A space competition is an inducement prize contest offering a prize to be given to the first competitor who demonstrates a space vehicle, or a space exploration apparatus, which meets a set of pre-established criteria. It spurs pioneering development in private spaceflight.

== X PRIZE ==

The Ansari X PRIZE was a space competition in which the X PRIZE Foundation offered a US$10,000,000 prize for the first non-government organization to launch a reusable human spacecraft into space twice within two weeks. It was modeled after early 20th-century aviation prizes, and aimed to spur development of low-cost spaceflight. The prize was won on October 4, 2004, the 47th anniversary of the Sputnik 1 launch, by the Tier One project designed by Burt Rutan and financed by Microsoft co-founder Paul Allen, using the experimental spaceplane SpaceShipOne. $10 million was awarded to the winner, but more than $100 million was invested in new technologies in pursuit of the prize.

== Google Lunar X Prize ==

Google Lunar X Prize calls for teams to compete in successfully launching, landing, and operating a rover on the lunar surface. The prize awards US$20 million to the first team to land a rover on the Moon that successfully roves more than 500 meters and transmits back high-definition images and video. There is a $5 million second prize, as well as $5 million in potential bonus prizes for extra features such as roving long distances (greater than 5,000 meters), capturing images of manmade objects on the Moon, detecting ice on one of the Moon's craters, or surviving a lunar night.

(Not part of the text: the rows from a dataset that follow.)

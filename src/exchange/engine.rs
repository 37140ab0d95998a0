use crate::exchange::constants::*;
use crate::models::{FoodItem, SubstitutionResult, Unit};

/// Macro values for a food at a concrete quantity.
#[derive(Debug, Clone, Default)]
pub struct MacroBreakdown {
    pub calories: f64,
    pub protein: f64,
    pub carbs: f64,
    pub fat: f64,
}

impl MacroBreakdown {
    /// Display precision: whole kcal, one decimal for the gram macros.
    pub fn rounded(&self) -> MacroBreakdown {
        MacroBreakdown {
            calories: self.calories.round(),
            protein: round1(self.protein),
            carbs: round1(self.carbs),
            fat: round1(self.fat),
        }
    }
}

/// Compute macros for a food at a quantity.
///
/// The quantity semantics are asymmetric: generic blocks take quantity as
/// a direct portion multiplier against per-portion values, specific foods
/// take quantity as grams against per-100g densities.
pub fn macros_for(food: &FoodItem, quantity: f64) -> MacroBreakdown {
    let factor = if food.is_generic() {
        quantity
    } else {
        quantity / 100.0
    };

    MacroBreakdown {
        calories: food.calories * factor,
        protein: food.protein * factor,
        carbs: food.carbs * factor,
        fat: food.fat * factor,
    }
}

/// Portion count represented by an existing plan line.
///
/// A line already denominated in portions keeps its quantity. Otherwise
/// the count comes from the catalog entry: generic foods count portions
/// directly, specific foods divide grams by their standard portion weight.
/// A missing food or unknown portion weight falls back to one portion.
pub fn portion_count(old_food: Option<&FoodItem>, quantity: f64, unit: Unit) -> f64 {
    if unit == Unit::Portions {
        return quantity;
    }

    match old_food {
        Some(food) if food.is_generic() => quantity,
        Some(food) => match food.portion_grams() {
            Some(grams) => quantity / grams,
            None => DEFAULT_PORTION_COUNT,
        },
        None => DEFAULT_PORTION_COUNT,
    }
}

/// Swap a plan line's food for another while preserving its portion count.
///
/// Returns the replacement quantity and the recomputed macros. Quantities
/// that round to zero or come out non-finite are clamped to a safe default
/// (one portion for generic targets, the standard portion weight or 100 g
/// for specific ones) so the serialized output never carries NaN or zero.
pub fn substitute(
    old_food: Option<&FoodItem>,
    old_quantity: f64,
    old_unit: Unit,
    new_food: &FoodItem,
) -> SubstitutionResult {
    let portions = portion_count(old_food, old_quantity, old_unit);

    let (quantity, unit) = if new_food.is_generic() {
        let q = round1(portions);
        let q = if q.is_finite() && q > 0.0 {
            q
        } else {
            DEFAULT_PORTION_COUNT
        };
        (q, Unit::Portions)
    } else {
        match new_food.portion_grams() {
            Some(grams) => {
                let q = (portions * grams).round();
                let q = if q.is_finite() && q > 0.0 { q } else { grams.round() };
                (q, Unit::Grams)
            }
            None => (DEFAULT_SPECIFIC_GRAMS, Unit::Grams),
        }
    };

    let macros = macros_for(new_food, quantity).rounded();

    SubstitutionResult {
        food_name: new_food.name.clone(),
        quantity,
        unit,
        calories: macros.calories,
        protein: macros.protein,
        carbs: macros.carbs,
        fat: macros.fat,
    }
}

#[cfg(test)]
mod tests {
    use super::*;
    use crate::models::{Category, FoodKind};

    fn specific(name: &str, grams: Option<f64>, cal: f64, p: f64, c: f64, f: f64) -> FoodItem {
        FoodItem {
            id: name.to_lowercase().replace(' ', "-"),
            name: name.to_string(),
            category: Category::Carb,
            kind: FoodKind::Specific {
                portion_grams: grams,
            },
            household_measure: None,
            calories: cal,
            protein: p,
            carbs: c,
            fat: f,
        }
    }

    fn generic(name: &str, cal: f64) -> FoodItem {
        FoodItem {
            id: name.to_lowercase().replace(' ', "-"),
            name: name.to_string(),
            category: Category::Carb,
            kind: FoodKind::Generic,
            household_measure: Some("1 porción".to_string()),
            calories: cal,
            protein: 0.0,
            carbs: 50.0,
            fat: 0.0,
        }
    }

    #[test]
    fn test_macros_specific_gram_ratio() {
        let arroz = specific("Arroz cocido", Some(220.0), 91.0, 2.0, 20.0, 0.3);
        let macros = macros_for(&arroz, 220.0);
        assert!((macros.calories - 200.2).abs() < 0.001);
        assert!((macros.protein - 4.4).abs() < 0.001);
    }

    #[test]
    fn test_macros_generic_multiplier() {
        let bloque = generic("Bloque carbohidrato", 200.0);
        let macros = macros_for(&bloque, 1.5);
        assert!((macros.calories - 300.0).abs() < 0.001);
        assert!((macros.carbs - 75.0).abs() < 0.001);
    }

    #[test]
    fn test_portion_count_from_grams() {
        let arroz = specific("Arroz cocido", Some(220.0), 91.0, 2.0, 20.0, 0.3);
        assert!((portion_count(Some(&arroz), 440.0, Unit::Grams) - 2.0).abs() < 1e-9);
    }

    #[test]
    fn test_portion_count_fallbacks() {
        // Missing food: assume one portion.
        assert_eq!(portion_count(None, 180.0, Unit::Grams), 1.0);

        // Known food without a portion weight: same assumption.
        let sin_porcion = specific("Quinoa", None, 120.0, 4.4, 21.3, 1.9);
        assert_eq!(portion_count(Some(&sin_porcion), 180.0, Unit::Grams), 1.0);

        // Zero portion weight counts as unknown, never divides.
        let cero = specific("Quinoa", Some(0.0), 120.0, 4.4, 21.3, 1.9);
        assert_eq!(portion_count(Some(&cero), 180.0, Unit::Grams), 1.0);
    }

    #[test]
    fn test_portion_count_portion_lines() {
        // A line already in portions keeps its quantity even without a
        // catalog entry behind it.
        assert_eq!(portion_count(None, 2.5, Unit::Portions), 2.5);
    }

    #[test]
    fn test_substitute_specific_to_specific() {
        let a = specific("A", Some(150.0), 130.0, 10.0, 15.0, 2.0);
        let b = specific("B", Some(250.0), 80.0, 3.0, 17.0, 0.5);

        let result = substitute(Some(&a), 150.0, Unit::Grams, &b);
        assert_eq!(result.quantity, 250.0);
        assert_eq!(result.unit, Unit::Grams);
        assert_eq!(result.calories, 200.0);
        assert_eq!(result.protein, 7.5);
    }

    #[test]
    fn test_substitute_arroz_por_papas() {
        let arroz = specific("Arroz cocido", Some(220.0), 91.0, 2.0, 20.0, 0.3);
        let papas = specific("Papas cocidas", Some(265.0), 75.0, 1.7, 17.0, 0.1);

        let result = substitute(Some(&arroz), 220.0, Unit::Grams, &papas);
        assert_eq!(result.quantity, 265.0);
        assert_eq!(result.calories, 199.0); // 265/100*75 = 198.75
    }

    #[test]
    fn test_substitute_specific_to_generic() {
        let pollo = specific("Pechuga de pollo", Some(100.0), 110.0, 23.0, 0.0, 1.5);
        let bloque = generic("Bloque proteína", 150.0);

        // 200 g at 100 g per portion: exactly two portions.
        let result = substitute(Some(&pollo), 200.0, Unit::Grams, &bloque);
        assert_eq!(result.quantity, 2.0);
        assert_eq!(result.unit, Unit::Portions);
        assert_eq!(result.calories, 300.0);
    }

    #[test]
    fn test_substitute_generic_to_generic() {
        let carbo = generic("Bloque carbohidrato", 200.0);
        let result = substitute(Some(&carbo), 1.5, Unit::Portions, &carbo);
        assert_eq!(result.quantity, 1.5);
        assert_eq!(result.calories, 300.0);
    }

    #[test]
    fn test_substitute_missing_old_food() {
        let papas = specific("Papas cocidas", Some(265.0), 75.0, 1.7, 17.0, 0.1);

        // Old food deleted from the catalog: one portion assumed.
        let result = substitute(None, 350.0, Unit::Grams, &papas);
        assert_eq!(result.quantity, 265.0);
        assert_eq!(result.calories, 199.0);
    }

    #[test]
    fn test_substitute_no_portion_weight_defaults_100g() {
        let arroz = specific("Arroz cocido", Some(220.0), 91.0, 2.0, 20.0, 0.3);
        let quinoa = specific("Quinoa", None, 120.0, 4.4, 21.3, 1.9);

        let result = substitute(Some(&arroz), 220.0, Unit::Grams, &quinoa);
        assert_eq!(result.quantity, DEFAULT_SPECIFIC_GRAMS);
        assert_eq!(result.calories, 120.0);
    }

    #[test]
    fn test_substitute_underflow_clamps() {
        let arroz = specific("Arroz cocido", Some(220.0), 91.0, 2.0, 20.0, 0.3);
        let papas = specific("Papas cocidas", Some(265.0), 75.0, 1.7, 17.0, 0.1);
        let bloque = generic("Bloque carbohidrato", 200.0);

        // 1 g of rice rounds to zero portions: clamp to one portion of the
        // generic target.
        let to_generic = substitute(Some(&arroz), 1.0, Unit::Grams, &bloque);
        assert_eq!(to_generic.quantity, 1.0);
        assert_eq!(to_generic.unit, Unit::Portions);

        // Same underflow toward a specific target: clamp to its portion
        // weight.
        let to_specific = substitute(Some(&arroz), 0.0, Unit::Grams, &papas);
        assert_eq!(to_specific.quantity, 265.0);
    }
}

The X Prize offers the first prize until December 31, 2012, thereafter it offers $15 million until December 31, 2014.

==America's Space Prize==

America's Space Prize is a US$50 million orbital spaceflight competition established and funded by hotel entrepreneur Robert Bigelow. The prize would have been awarded to the first US-based privately funded team to design and build a reusable crewed capsule capable of flying 5 astronauts to a Bigelow Aerospace inflatable space module. The prize expired January 10, 2010. There must be two flights within 60 days. The teams must be based in the United States.

==Other, sub-million dollar prizes==
In addition, there are several minor space competitions, with prizes being less than one million dollars or its equivalent.

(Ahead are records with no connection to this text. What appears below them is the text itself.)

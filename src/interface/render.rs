use crate::document::render::format_quantity_inline;
use crate::document::{totals, PlanDocument};
use crate::models::{FoodItem, PlanLine, SubstitutionResult};

/// One-line description of an editable food line for pickers.
pub fn describe_food_line(line: &PlanLine) -> String {
    match line.food_fields() {
        Some((name, quantity, unit, category)) => format!(
            "{} - {} [{}]",
            name,
            format_quantity_inline(quantity, unit),
            category.label()
        ),
        None => line.raw().to_string(),
    }
}

/// Display the document with line numbers and an advisory total.
pub fn display_document(doc: &PlanDocument) {
    println!();
    println!("=== Plan ===");
    println!();

    for (i, line) in doc.lines().iter().enumerate() {
        let marker = if line.is_food() { "*" } else { " " };
        println!("{:>3} {} {}", i + 1, marker, line.raw());
    }

    println!();
    println!(
        "Estimated total: {:.0} kcal (advisory)",
        totals::estimated_calories(doc)
    );
    println!();
}

/// Show the outcome of one substitution.
pub fn display_substitution(result: &SubstitutionResult) {
    println!(
        "  -> {} {} | {:.0} kcal, P:{:.1} C:{:.1} F:{:.1}",
        format_quantity_inline(result.quantity, result.unit),
        result.food_name,
        result.calories,
        result.protein,
        result.carbs,
        result.fat
    );
}

/// Show the advisory total, with a tolerance verdict when a target is
/// known.
pub fn display_totals(total: f64, target: Option<f64>) {
    println!("Estimated total: {:.0} kcal", total);

    if let Some(target) = target {
        if totals::within_tolerance(total, target) {
            println!("Within 3% of the {:.0} kcal target.", target);
        } else {
            println!(
                "Outside the 3% band around {:.0} kcal (off by {:.0}).",
                target,
                total - target
            );
        }
    }
}

/// Display a simple list of foods with their details.
pub fn display_food_list(foods: &[&FoodItem], title: &str) {
    if foods.is_empty() {
        println!("{}: (none)", title);
        return;
    }

    println!();
    println!("=== {} ({} items) ===", title, foods.len());
    println!();

    for food in foods {
        let portion = match food.portion_grams() {
            Some(g) => format!("{:.0} g/porción", g),
            None if food.is_generic() => "por porción".to_string(),
            None => "porción desconocida".to_string(),
        };
        println!(
            "  {} [{}] - {} cal, P:{} C:{} F:{} ({})",
            food.name,
            food.category.label(),
            food.calories,
            food.protein,
            food.carbs,
            food.fat,
            portion
        );
    }

    println!();
}
use std::collections::HashMap;
use std::fs;
use std::path::Path;

use serde::{Deserialize, Serialize};

use crate::error::Result;
use crate::exchange::constants::{CARB_PORTION_KCAL, FAT_PORTION_KCAL, PROTEIN_PORTION_KCAL};
use crate::models::{Category, FoodItem, FoodKind};

/// Catalog row as stored by the backend.
///
/// For generic block entries the `*_per_100g` fields hold per-portion
/// values; the convention travels with the data and is resolved into
/// `FoodKind` when records become `FoodItem`s.
#[derive(Debug, Clone, Serialize, Deserialize)]
pub struct FoodRecord {
    pub id: String,
    pub name: String,

    #[serde(default)]
    pub category: Option<String>,

    #[serde(default)]
    pub portion_grams: Option<f64>,

    #[serde(default)]
    pub household_measure: Option<String>,

    pub calories_per_100g: f64,

    #[serde(default)]
    pub protein_per_100g: f64,

    #[serde(default)]
    pub carbs_per_100g: f64,

    #[serde(default)]
    pub fat_per_100g: f64,
}

impl From<FoodRecord> for FoodItem {
    fn from(record: FoodRecord) -> Self {
        let kind = if FoodItem::name_is_generic(&record.name) {
            FoodKind::Generic
        } else {
            FoodKind::Specific {
                portion_grams: record.portion_grams,
            }
        };

        FoodItem {
            id: record.id,
            name: record.name,
            category: Category::normalize(record.category.as_deref().unwrap_or("")),
            kind,
            household_measure: record.household_measure,
            calories: record.calories_per_100g,
            protein: record.protein_per_100g,
            carbs: record.carbs_per_100g,
            fat: record.fat_per_100g,
        }
    }
}

impl From<&FoodItem> for FoodRecord {
    fn from(item: &FoodItem) -> Self {
        let portion_grams = match item.kind {
            FoodKind::Specific { portion_grams } => portion_grams,
            FoodKind::Generic => None,
        };

        FoodRecord {
            id: item.id.clone(),
            name: item.name.clone(),
            category: Some(item.category.label().to_string()),
            portion_grams,
            household_measure: item.household_measure.clone(),
            calories_per_100g: item.calories,
            protein_per_100g: item.protein,
            carbs_per_100g: item.carbs,
            fat_per_100g: item.fat,
        }
    }
}

/// Load the catalog from a JSON file.
///
/// Deduplicates by lowercase name (last occurrence wins).
pub fn load_catalog<P: AsRef<Path>>(path: P) -> Result<Vec<FoodItem>> {
    let content = fs::read_to_string(path)?;
    let records: Vec<FoodRecord> = serde_json::from_str(&content)?;

    let mut seen: HashMap<String, FoodItem> = HashMap::new();
    for record in records {
        let item = FoodItem::from(record);
        seen.insert(item.key(), item);
    }

    Ok(seen.into_values().collect())
}

/// Save the catalog to a JSON file.
///
/// Deduplicates by lowercase name before saving.
pub fn save_catalog<P: AsRef<Path>>(path: P, items: &[FoodItem]) -> Result<()> {
    let mut seen: HashMap<String, &FoodItem> = HashMap::new();
    for item in items {
        seen.insert(item.key(), item);
    }

    let mut deduped: Vec<&FoodItem> = seen.into_values().collect();
    deduped.sort_by_key(|i| i.key());

    let records: Vec<FoodRecord> = deduped.into_iter().map(FoodRecord::from).collect();
    let json = serde_json::to_string_pretty(&records)?;
    fs::write(path, json)?;
    Ok(())
}

/// Import catalog rows from a CSV export (same columns as the JSON
/// records).
pub fn import_catalog_csv<P: AsRef<Path>>(path: P) -> Result<Vec<FoodItem>> {
    let mut reader = csv::Reader::from_path(path)?;
    let mut items = Vec::new();
    for record in reader.deserialize() {
        let record: FoodRecord = record?;
        items.push(FoodItem::from(record));
    }
    Ok(items)
}

/// Rewrite the three generic block entries.
///
/// Any existing generic rows are dropped and replaced with blocks anchored
/// at 150/200/100 kcal per portion for protein/carb/fat; gram macros follow
/// the Atwater factors (4/4/9) so the anchors stay exact.
pub fn seed_generic_blocks(items: &mut Vec<FoodItem>) {
    items.retain(|f| !f.is_generic());

    items.push(generic_block(
        "bloque-proteina",
        "Bloque proteína",
        Category::Protein,
        PROTEIN_PORTION_KCAL,
        PROTEIN_PORTION_KCAL / 4.0,
        0.0,
        0.0,
    ));
    items.push(generic_block(
        "bloque-carbohidrato",
        "Bloque carbohidrato",
        Category::Carb,
        CARB_PORTION_KCAL,
        0.0,
        CARB_PORTION_KCAL / 4.0,
        0.0,
    ));
    items.push(generic_block(
        "bloque-grasa",
        "Bloque grasa",
        Category::Fat,
        FAT_PORTION_KCAL,
        0.0,
        0.0,
        (FAT_PORTION_KCAL / 9.0 * 10.0).round() / 10.0,
    ));
}

fn generic_block(
    id: &str,
    name: &str,
    category: Category,
    calories: f64,
    protein: f64,
    carbs: f64,
    fat: f64,
) -> FoodItem {
    FoodItem {
        id: id.to_string(),
        name: name.to_string(),
        category,
        kind: FoodKind::Generic,
        household_measure: Some("1 porción".to_string()),
        calories,
        protein,
        carbs,
        fat,
    }
}
use crate::document::render::CAL_COLUMN;
use crate::document::PlanDocument;
use crate::exchange::constants::CALORIE_TOLERANCE;
use crate::models::PlanLine;

/// Advisory calorie total for live display.
///
/// Sums the positional calorie slot of food rows and any `N kcal` figure
/// in other lines; a line without a parseable figure contributes zero.
/// Not authoritative, just a running estimate.
pub fn estimated_calories(doc: &PlanDocument) -> f64 {
    doc.lines().iter().map(line_calories).sum()
}

/// Calorie figure of one line, zero when none can be read.
pub fn line_calories(line: &PlanLine) -> f64 {
    if let PlanLine::FoodRow { row, .. } = line {
        if let Some(kcal) = row.cells.get(CAL_COLUMN).and_then(|c| parse_kcal_cell(c)) {
            return kcal;
        }
    }
    extract_kcal(line.raw()).unwrap_or(0.0)
}

fn parse_kcal_cell(cell: &str) -> Option<f64> {
    let cleaned = cell.trim().trim_end_matches("kcal").trim();
    if cleaned.is_empty() {
        return None;
    }
    cleaned.replace(',', ".").parse().ok()
}

/// Scan text for a number followed by `kcal`, attached or space-separated.
pub fn extract_kcal(text: &str) -> Option<f64> {
    let lower = text.to_lowercase();
    let idx = lower.find("kcal")?;

    let digits: String = lower[..idx]
        .trim_end()
        .chars()
        .rev()
        .take_while(|c| c.is_ascii_digit() || *c == '.' || *c == ',')
        .collect::<Vec<_>>()
        .into_iter()
        .rev()
        .collect();
    if digits.is_empty() {
        return None;
    }
    digits.replace(',', ".").parse().ok()
}

/// Acceptance check for a generated day plan: the computed total must sit
/// within 3% of the calorie objective.
pub fn within_tolerance(total: f64, target: f64) -> bool {
    if target <= 0.0 {
        return false;
    }
    (total - target).abs() <= target * CALORIE_TOLERANCE
}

=== Centennial Challenges ===

Seeking to continue this incentive-based approach, in 2006 the X PRIZE Foundation organized the Wirefly X PRIZE Cup at Las Cruces International Airport in New Mexico. Cash awards were offered in three areas as part of the NASA Centennial Challenges Program: the Beam Power Challenge, the Tether Challenge, and the Northrop Grumman Lunar Lander Challenge.

Although no contestants fulfilled the criteria necessary to win any of the three challenges, the competition elicited promising technology developments and demonstrated their potential to the general public. Subsequent annual X PRIZE Cups are planned to encourage further innovation in the personal spaceflight industry, and are expected to feature cash prizes for vehicle developers who achieve milestones such as fastest launch turnaround time, maximum altitude, and fastest speed record.

===Mars Prize Fund===
The Mars Prize Fund was created to encourage a human Mars mission to occur sooner than was planned. Managed by The Mars Initiative, The Mars Prize Fund is crowdfunded by people across Earth and will be awarded to the lead organization that first lands one or more humans safely on Mars. https://marsinitiative.org/

As of September 2026, the Mars Prize Fund has raised $70,000 and is growing every month. Estimates put the cost of a Mars mission at roughly $100/mile, so every donor who hits this mark is given a Certificate of Recognition for sponsoring one ‘Mars Mile’ of humanity's journey to the Red Planet.

===N-Prize===

The challenge posed by the N-Prize is to launch a satellite weighing between 9.99 and 19.99 grams into Earth orbit, and to track it for a minimum of nine orbits. Most importantly, though, the launch budget must be within £999.99 (about $2000) - and must include all of the required non-reusable hardware and fuels. According to the full rules of the N-Prize, it is "intended to encourage creativity, originality and inventiveness in the face of severe odds and impossible financial restrictions" and "is aimed at amateurs, enthusiasts, would-be boffins and foolhardy optimists."

===NewSpace Business Plan Competition===
This competition for new business plans with space applications was founded in 2012. It was won by Space Ground Amalgam, LLC in 2012, and Generation Orbit in 2013.